At the Golda Meir Mount Carmel International Training Centre (MCTC) in
Haifa, Israel, every day is International Women's Day.
MCTC was established in 1961 by MASHAV (the Centre for International
Cooperation, Ministry of Foreign Affairs) with the aim of fostering
cooperation with developing countries, through courses, workshops and
seminars intended mainly for women. These studies were designed to enhance
knowledge and competence, thereby increasing women's involvement in and
contribution to the process of development.
For ten years the training programs addressed the practical needs of women
in their reproductive, productive and community management roles, with
Israel's own development experience forming the basis of the course
curricula.
Eventually the problem-solving orientation of the courses led male
development workers to apply as well, and since MCTC's opening, 7,375
participants from 124 countries have attended its activities, of whom one
third have been men.
MCTC Director Mrs. Fannette Modek was a delegate to the Fourth UN
Conference on Women in Beijing. "Following the conference, I decided that
we have to do even more at MCTC to create awareness about gender issues.
To this end, we are presently developing a workshop on this subject, which
is included in every training course, regardless of its professional
orientation.
"The workshop begins with an overview of the subject. In the 1970s,
policy-makers and developers tended to view women in their reproductive
role exclusively, and economic oriented development programs were
addressed to men. In the 1980s, Women and Development programs offered
work opportunities to already over-burdened women, without changing
traditional prejudicial practices towards women.

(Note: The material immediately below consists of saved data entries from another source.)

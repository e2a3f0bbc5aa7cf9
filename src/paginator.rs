//! Core pagination arithmetic
//!
//! `Paginator` turns `(total_items, per_page, requested_page)` into the
//! numbers an API handler needs to slice a collection: offset, total pages,
//! previous/next page. The requested page is normalized at construction and
//! every accessor after that is a pure read.

use crate::summary::PageSummary;

/// Pagination state for one request.
///
/// Immutable after construction. The current page is normalized to be inside
/// the bounds of the available pages: a requested page of 0 means "no page
/// specified" and becomes page 1, and a request past the last page becomes
/// the last page.
///
/// # Example
///
/// ```
/// use pagination::Paginator;
///
/// let p = Paginator::new(28, 25, 2);
/// assert_eq!(p.offset(), 25);
/// assert_eq!(p.number_of_pages(), 2);
/// ```
#[derive(Debug, Clone, Copy, PartialEq, Eq)]
pub struct Paginator {
    per_page: u32,
    total_items: u64,
    current_page: u32,
}

impl Paginator {
    /// Create a paginator from raw counts and a requested page number.
    ///
    /// Construction never fails. Degenerate inputs are normalized instead:
    /// `requested_page == 0` becomes page 1, a request past the last page is
    /// clamped to the last page, and `per_page == 0` is treated as 1.
    pub fn new(total_items: u64, per_page: u32, requested_page: u32) -> Self {
        let per_page = per_page.max(1);
        let requested_page = requested_page.max(1);
        let total_pages = total_pages(total_items, per_page);

        Self {
            per_page,
            total_items,
            current_page: requested_page.min(total_pages),
        }
    }

    /// The normalized current page, 1-based.
    pub fn current_page(&self) -> u32 {
        self.current_page
    }

    /// Total number of items across all pages.
    pub fn total_items(&self) -> u64 {
        self.total_items
    }

    /// Number of items shown per page.
    pub fn per_page(&self) -> u32 {
        self.per_page
    }

    /// Zero-based index of the first item on the current page.
    pub fn offset(&self) -> u64 {
        (self.current_page as u64 - 1) * self.per_page as u64
    }

    /// Number of pages needed for `total_items` at `per_page` items each.
    ///
    /// At least 1, even for an empty collection.
    pub fn number_of_pages(&self) -> u32 {
        total_pages(self.total_items, self.per_page)
    }

    /// Page number of the page before the current one.
    ///
    /// Returns 1 when already on the first page, never 0.
    pub fn previous_page(&self) -> u32 {
        if self.current_page <= 1 {
            return 1;
        }

        self.current_page - 1
    }

    /// Page number of the page after the current one.
    ///
    /// Returns the last page when already there.
    pub fn next_page(&self) -> u32 {
        let last = self.number_of_pages();
        if self.current_page >= last {
            return last;
        }

        self.current_page + 1
    }

    /// Whether `page` is the current page. No bounds check on the argument.
    pub fn is_current_page(&self, page: u32) -> bool {
        self.current_page == page
    }

    /// All page numbers, eagerly collected. Eg. `[1, 2, 3, 4, 5]`.
    pub fn pages(&self) -> Vec<u32> {
        (1..=self.number_of_pages()).collect()
    }

    /// Lazy sequence of page numbers from 1 to [`number_of_pages`].
    ///
    /// Useful when building a page list without materializing it. Yields as
    /// both [`Iterator`] and [`futures_util::Stream`], in strictly ascending
    /// order; dropping it early releases everything since values are computed
    /// on demand.
    ///
    /// [`number_of_pages`]: Self::number_of_pages
    pub fn pages_stream(&self) -> PagesStream {
        PagesStream {
            pages: 1..=self.number_of_pages(),
        }
    }

    /// Whether pagination is worth showing, ie. there is more than one page.
    pub fn show(&self) -> bool {
        self.number_of_pages() > 1
    }

    /// Snapshot all derived values into a serializable [`PageSummary`]
    /// with an empty payload.
    pub fn to_summary<T>(&self) -> PageSummary<T> {
        PageSummary {
            per_page: self.per_page(),
            total_items: self.total_items(),
            current_page: self.current_page(),
            offset: self.offset(),
            next_page: self.next_page(),
            previous_page: self.previous_page(),
            total_pages: self.number_of_pages(),
            data: Vec::new(),
        }
    }

    /// Like [`to_summary`], but with the current page of results attached.
    ///
    /// [`to_summary`]: Self::to_summary
    pub fn to_summary_with_data<T>(&self, data: Vec<T>) -> PageSummary<T> {
        PageSummary {
            data,
            ..self.to_summary()
        }
    }
}

fn total_pages(total_items: u64, per_page: u32) -> u32 {
    let pages = ((total_items as f64) / (per_page as f64)).ceil() as u32;
    pages.max(1)
}

/// Lazy iterator over page numbers, returned by [`Paginator::pages_stream`].
///
/// One-shot and finite: yields `1..=number_of_pages()` then stays exhausted.
#[derive(Debug, Clone)]
pub struct PagesStream {
    pages: std::ops::RangeInclusive<u32>,
}

impl Iterator for PagesStream {
    type Item = u32;

    fn next(&mut self) -> Option<u32> {
        self.pages.next()
    }

    fn size_hint(&self) -> (usize, Option<usize>) {
        self.pages.size_hint()
    }
}

impl ExactSizeIterator for PagesStream {}

impl std::iter::FusedIterator for PagesStream {}

impl futures_util::Stream for PagesStream {
    type Item = u32;

    fn poll_next(
        self: std::pin::Pin<&mut Self>,
        _cx: &mut std::task::Context<'_>,
    ) -> std::task::Poll<Option<u32>> {
        std::task::Poll::Ready(self.get_mut().next())
    }

    fn size_hint(&self) -> (usize, Option<usize>) {
        Iterator::size_hint(self)
    }
}

#[cfg(test)]
mod tests {
    use super::*;

    #[test]
    fn test_current_page_normalization() {
        let zero = Paginator::new(10, 2, 0);
        assert_eq!(zero.current_page(), 1, "page 0 should mean first page");

        let upper = Paginator::new(10, 2, 7);
        assert_eq!(upper.current_page(), 5, "overflow should clamp to last page");

        let none = Paginator::new(73, 25, 2);
        assert_eq!(none.current_page(), 2, "in-range page should pass through");
    }

    #[test]
    fn test_offset() {
        assert_eq!(Paginator::new(28, 25, 2).offset(), 25);
        assert_eq!(Paginator::new(10, 3, 1).offset(), 0);
        assert_eq!(Paginator::new(10, 3, 4).offset(), 9);
    }

    #[test]
    fn test_number_of_pages() {
        assert_eq!(Paginator::new(28, 25, 2).number_of_pages(), 2);
        assert_eq!(Paginator::new(10, 3, 1).number_of_pages(), 4);
        assert_eq!(Paginator::new(10, 25, 1).number_of_pages(), 1);
    }

    #[test]
    fn test_number_of_pages_empty_collection() {
        let p = Paginator::new(0, 25, 1);
        assert_eq!(p.number_of_pages(), 1);
        assert_eq!(p.current_page(), 1);
        assert_eq!(p.offset(), 0);
    }

    #[test]
    fn test_zero_per_page_treated_as_one() {
        let p = Paginator::new(10, 0, 3);
        assert_eq!(p.per_page(), 1);
        assert_eq!(p.number_of_pages(), 10);
        assert_eq!(p.current_page(), 3);
        assert_eq!(p.offset(), 2);
    }

    #[test]
    fn test_previous_page() {
        assert_eq!(Paginator::new(28, 25, 2).previous_page(), 1);
        assert_eq!(Paginator::new(10, 3, 1).previous_page(), 1);
        assert_eq!(Paginator::new(101, 25, 5).previous_page(), 4);
    }

    #[test]
    fn test_next_page() {
        assert_eq!(Paginator::new(28, 25, 1).next_page(), 2);
        assert_eq!(Paginator::new(28, 25, 2).next_page(), 2, "last page caps next");
        assert_eq!(Paginator::new(10, 3, 1).next_page(), 2);
        assert_eq!(Paginator::new(101, 25, 3).next_page(), 4);
    }

    #[test]
    fn test_adjacent_pages_stay_in_bounds() {
        for total in [0u64, 1, 10, 28, 73, 101] {
            for per_page in [1u32, 3, 25] {
                for requested in [0u32, 1, 2, 7, 100] {
                    let p = Paginator::new(total, per_page, requested);
                    assert!(p.current_page() >= 1);
                    assert!(p.current_page() <= p.number_of_pages());
                    assert!(p.previous_page() >= 1);
                    assert!(p.next_page() <= p.number_of_pages());
                    assert_eq!(
                        p.offset(),
                        (p.current_page() as u64 - 1) * p.per_page() as u64
                    );
                }
            }
        }
    }

    #[test]
    fn test_is_current_page() {
        let p = Paginator::new(10, 2, 3);
        assert!(p.is_current_page(3));
        assert!(!p.is_current_page(2));
        assert!(!p.is_current_page(99));
    }

    #[test]
    fn test_pages() {
        assert_eq!(Paginator::new(10, 2, 1).pages(), vec![1, 2, 3, 4, 5]);
        assert_eq!(Paginator::new(0, 2, 1).pages(), vec![1]);
    }

    #[test]
    fn test_pages_stream_matches_pages() {
        let p = Paginator::new(10, 2, 1);
        let streamed: Vec<u32> = p.pages_stream().collect();
        assert_eq!(streamed, p.pages());
        assert_eq!(p.pages_stream().len(), p.number_of_pages() as usize);
    }

    #[test]
    fn test_pages_stream_partial_consumption() {
        let p = Paginator::new(100, 10, 1);
        let mut stream = p.pages_stream();
        assert_eq!(stream.next(), Some(1));
        assert_eq!(stream.next(), Some(2));
        assert_eq!(stream.len(), 8);
        // Dropping here must not hang or leak; nothing runs in the background.
        drop(stream);
    }

    #[test]
    fn test_pages_stream_exhaustion_is_fused() {
        let p = Paginator::new(3, 2, 1);
        let mut stream = p.pages_stream();
        assert_eq!(stream.by_ref().count(), 2);
        assert_eq!(stream.next(), None);
        assert_eq!(stream.next(), None);
        assert_eq!(stream.len(), 0);
    }

    #[tokio::test]
    async fn test_pages_stream_as_async_stream() {
        let p = Paginator::new(10, 3, 1);
        let mut stream = p.pages_stream();

        let mut collected = Vec::new();
        while let Some(page) = futures_util::StreamExt::next(&mut stream).await {
            collected.push(page);
        }

        assert_eq!(collected, vec![1, 2, 3, 4]);
    }

    #[test]
    fn test_show() {
        assert!(Paginator::new(28, 25, 2).show());
        assert!(!Paginator::new(10, 25, 1).show());
        assert!(!Paginator::new(0, 25, 1).show());
    }
}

Today Gender and Development is becoming a more accepted approach. Its
objective is to achieve a better balance or interchange between the roles
played by men and women, thereby giving women equal access in the
economic, political, legal and educational spheres. Sustainable
development needs an effective integration of both genders in
socio-economic activities and therefore greater sharing of household and
family roles between men and women.
"During the workshop, the trainees do a practical exercise, in which they
examine the daily schedule of both men and women in their respective
countries and determine the practical and strategic needs of both sexes,
in view of adapting their future projects to these needs.
In their written evaluations, a number of participants commented that this
is a very important topic, an "eye-opener." "We faced this problem in our
income-generating project when it came to discussions of labour,"
commented one. "Men didn't want to type and women didn't want to be
involved in the production and financing." Another suggested that
"training for sensitivity of society to the role of women would enable men
all over the world to give women equal treatment and equal opportunities
in terms of jobs, decisions and income." Another suggested that
"participants bring videos from their countries to illustrate the reality
to the class."
MCTC enjoys the active cooperation of a number of governmental and non-governmental organizations, development authorities and international
women's groups. A recent visitor to the centre was Liz Clarke, Acting
Director for Community Development, Department of Traditional
Environmental Affairs, KwaZulu-Natal Province, South Africa.
"My job is to oversee training and deployment and policy for work of field
officers in community development," she says. "In the last few years,
eight of our trainees have attended courses at MCTC in order to supplement
our in-service training. I came to Israel to discuss the possibility of
future on-the-spot courses in South Africa and to gain knowledge about
what my colleagues were experiencing at MCTC. Here one has the opportunity
to talk with people from all over the world and there is as much to be
learned in the dining room as in the classroom."
In addition to courses in Haifa and on-the-spot courses in countries all
over the world, MCTC hosts international symposia for women and men active
in public life on a current theme of development. In 1994, the symposium,
which was held in cooperation with Soroptimist International, addressed
the subject Women, Family and Society. In 1995, the symposium was entitled
Women, Development and Public Policy, its purpose to provide a forum for
examining problems and recommending concrete action to encourage greater
involvement of women's organizations in policy dialogue associated with
the development process. The theme for its 20th International Symposium
for decision-makers from developing and industrialized countries, which
will take place from October 20th to 25th, 1996, is Economic Development,
Entrepreneurship and Gender.
Quoting the Platform for Action 1995, Fannette Modek stresses that "at the
Beijing conference, governments committed themselves to review national
policies and programs bearing especially on alleviating poverty and
promoting employment and social integration. Moreover, they promised to
take positive action, in order to facilitate women's equal access to
'credit and capital on appropriate terms equal to those of men, through
the scaling-up of institutions dedicated to promoting women's
entrepreneurship, including non-traditional and mutual credit schemes, as
well as innovative linkages with financial institutions.'"
The MCTC symposium will provide a setting for a dialogue among
representatives of government, international organizations and NGOs.
Factors influencing sustainable development and the mechanisms for
alleviating poverty will be brought to the fore. Participants will have
the opportunity to examine the constraints to gender parity in economic
life and to suggest ways of overcoming them.
For 35 years MCTC has provided a setting for women and men to develop a
greater understanding of the contribution of each gender to sustainable
development. March 8th, International Women's Day, accentuates the need
for this understanding to reach a much wider audience.